Lilian Thomas Burwell (born 1927) is a Washington, DC sculptor and painter whose shaped paintings often blur the line between the two disciplines. Her artwork uses abstraction to create a personal response to the natural world.

== Early life and education ==
Lilian Thomas Burwell was born in Washington, DC on June 7, 1927. Born into a creative family, her father was a photographer and her mother was an artist and craftsperson, and both taught art. Her aunt, Hilda Wilkinson Brown, was a renowned painter. She was educated at the prestigious High School of Music and Art in New York City and Dunbar High School in Washington, DC. She then went on to complete her studies at Pratt Institute in 1946 and earned a B.A. from DC Teachers College and M.F.A. in 1975 from Catholic University.

== Career ==
Lilian Thomas Burwell studied abstract expressionism with famed artist Benjamin Abramowitz in the mid-1960s and she worked in this genre until the early 1980s. Following the death of her mother, her work moved into the sculptural with hand carved wood and "paintings as sculpture".

She is a longtime member of the Washington, D.C. and African-American arts communities, and maintained close friendships with the painters Felrath Hines, Alma Thomas, and Sylvia Snowden.

Burwell has exhibited in over 20 exhibits in the United States and abroad, including the Smithsonian Institution's Anacostia Community Museum, the Chicago Museum of Science and Industry, the National Museum of Women in the Arts, the Baltimore Museum of Art, and the Martin Luther King Jr. Memorial Library. In 1997, Hampton University Museum held a 30-year retrospective of her work and published From Painting to Painting as Sculpture: the Journey of Lilian Thomas Burwell.

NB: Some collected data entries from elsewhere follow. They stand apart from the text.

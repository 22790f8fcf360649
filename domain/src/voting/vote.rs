//! Vote ledger rows
//!
//! A [`Vote`] is one row of the append-only ledger: who picked which card for
//! which story, tagged with the round it was cast in.

use crate::estimation::{Estimate, EstimateId, Iteration, StoryId, User, UserId};
use serde::{Deserialize, Serialize};
use std::collections::{BTreeMap, BTreeSet};

/// A single vote as stored in the ledger.
///
/// `iteration` is the story's round at the moment the vote was cast, not the
/// story's current round.
///
/// # Example
///
/// ```
/// use poker_domain::estimation::{EstimateId, Iteration, StoryId, UserId};
/// use poker_domain::voting::Vote;
///
/// let vote = Vote::new(StoryId::new(1), UserId::new(3), EstimateId::new(5), Iteration::FIRST);
/// assert_eq!(vote.iteration, Iteration::new(0));
/// ```
#[derive(Debug, Clone, Copy, PartialEq, Eq, Hash, Serialize, Deserialize)]
pub struct Vote {
    pub story_id: StoryId,
    pub user_id: UserId,
    pub estimate_id: EstimateId,
    pub iteration: Iteration,
}

impl Vote {
    pub fn new(
        story_id: StoryId,
        user_id: UserId,
        estimate_id: EstimateId,
        iteration: Iteration,
    ) -> Self {
        Self {
            story_id,
            user_id,
            estimate_id,
            iteration,
        }
    }
}

/// A vote resolved to the user who cast it and the card they picked.
#[derive(Debug, Clone, PartialEq, Serialize, Deserialize)]
pub struct UserEstimate {
    pub user: User,
    pub estimate: Estimate,
}

/// Order votes by user id ascending.
///
/// The sort is stable, so repeated votes by one user keep the order they
/// were cast in.
pub fn sort_by_user(votes: &mut [Vote]) {
    votes.sort_by_key(|v| v.user_id);
}

/// Number of different users among `votes`
pub fn distinct_voters(votes: &[Vote]) -> usize {
    votes.iter().map(|v| v.user_id).collect::<BTreeSet<_>>().len()
}

/// Whether `user` already has a vote among `votes`
pub fn has_vote_from(votes: &[Vote], user: UserId) -> bool {
    votes.iter().any(|v| v.user_id == user)
}

/// Group the cards picked per user, keyed by user id.
pub fn estimates_by_user(votes: &[Vote]) -> BTreeMap<UserId, Vec<EstimateId>> {
    let mut grouped: BTreeMap<UserId, Vec<EstimateId>> = BTreeMap::new();
    for vote in votes {
        grouped.entry(vote.user_id).or_default().push(vote.estimate_id);
    }
    grouped
}
//! Derived round status
//!
//! The status of a round is never stored. It is recomputed on read from the
//! number of distinct voters in that round and the size of the team.

use crate::estimation::Iteration;
use serde::{Deserialize, Serialize};

/// Status of one voting round of a story
///
/// # Example
///
/// ```
/// use poker_domain::estimation::Iteration;
/// use poker_domain::voting::RoundStatus;
///
/// let status = RoundStatus::derive(Iteration::FIRST, 2, 3);
/// assert!(status.is_voting());
/// assert_eq!(status.missing_votes(), 1);
///
/// let done = RoundStatus::derive(Iteration::FIRST, 3, 3);
/// assert!(done.is_complete());
/// ```
#[derive(Debug, Clone, Copy, PartialEq, Eq, Serialize, Deserialize)]
#[serde(tag = "state", rename_all = "snake_case")]
pub enum RoundStatus {
    /// Votes are still being collected
    Voting {
        iteration: Iteration,
        voters: usize,
        team_size: usize,
    },
    /// Every team member has voted in this round
    RoundComplete { iteration: Iteration },
}

impl RoundStatus {
    /// Derive the status of `iteration` from its distinct voter count.
    ///
    /// A round of a task without members never completes.
    pub fn derive(iteration: Iteration, voters: usize, team_size: usize) -> Self {
        if team_size > 0 && voters >= team_size {
            RoundStatus::RoundComplete { iteration }
        } else {
            RoundStatus::Voting {
                iteration,
                voters,
                team_size,
            }
        }
    }

    pub fn iteration(&self) -> Iteration {
        match self {
            RoundStatus::Voting { iteration, .. } | RoundStatus::RoundComplete { iteration } => {
                *iteration
            }
        }
    }

    pub fn is_voting(&self) -> bool {
        matches!(self, RoundStatus::Voting { .. })
    }

    pub fn is_complete(&self) -> bool {
        matches!(self, RoundStatus::RoundComplete { .. })
    }

    /// Votes still needed before the round is complete
    pub fn missing_votes(&self) -> usize {
        match self {
            RoundStatus::Voting {
                voters, team_size, ..
            } => team_size.saturating_sub(*voters),
            RoundStatus::RoundComplete { .. } => 0,
        }
    }
}

impl std::fmt::Display for RoundStatus {
    fn fmt(&self, f: &mut std::fmt::Formatter<'_>) -> std::fmt::Result {
        match self {
            RoundStatus::Voting {
                iteration,
                voters,
                team_size,
            } => write!(f, "Round {}: voting ({}/{})", iteration, voters, team_size),
            RoundStatus::RoundComplete { iteration } => write!(f, "Round {}: complete", iteration),
        }
    }
}

#[cfg(test)]
mod tests {
    use super::*;

    #[test]
    fn test_round_without_votes_is_voting() {
        let status = RoundStatus::derive(Iteration::new(2), 0, 4);
        assert_eq!(
            status,
            RoundStatus::Voting {
                iteration: Iteration::new(2),
                voters: 0,
                team_size: 4
            }
        );
        assert_eq!(status.missing_votes(), 4);
    }

    #[test]
    fn test_empty_team_never_completes() {
        let status = RoundStatus::derive(Iteration::FIRST, 0, 0);
        assert!(status.is_voting());
        let status = RoundStatus::derive(Iteration::FIRST, 3, 0);
        assert!(status.is_voting());
    }

    #[test]
    fn test_more_voters_than_team_is_complete() {
        // Members removed after voting still leave the round complete
        let status = RoundStatus::derive(Iteration::new(1), 4, 3);
        assert!(status.is_complete());
        assert_eq!(status.iteration(), Iteration::new(1));
        assert_eq!(status.missing_votes(), 0);
    }

    #[test]
    fn test_display() {
        assert_eq!(
            RoundStatus::derive(Iteration::FIRST, 1, 3).to_string(),
            "Round 0: voting (1/3)"
        );
        assert_eq!(
            RoundStatus::derive(Iteration::FIRST, 3, 3).to_string(),
            "Round 0: complete"
        );
    }
}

Her curatorial career spans 15 years and includes founding director of the Alma Thomas Memorial Gallery in Shaw for the D.C. Department of Education, curatorial director of the Sumner Museum and Archives, designer of arts curriculum for DCPS, art teacher at Pratt Institute NYC, head of visual arts department at the Duke Ellington School of the Arts, and adjunct art teacher as recently as 2012 at Anne Arundel Community College. She curated the exhibition "The Art of a People: Finding a Way Out of No Way" at the Banneker-Douglass Museum in 2015. In addition, Burwell has 30 years of graphic design experience, including work as a publications and exhibits specialist for the U.S. Department of Commerce.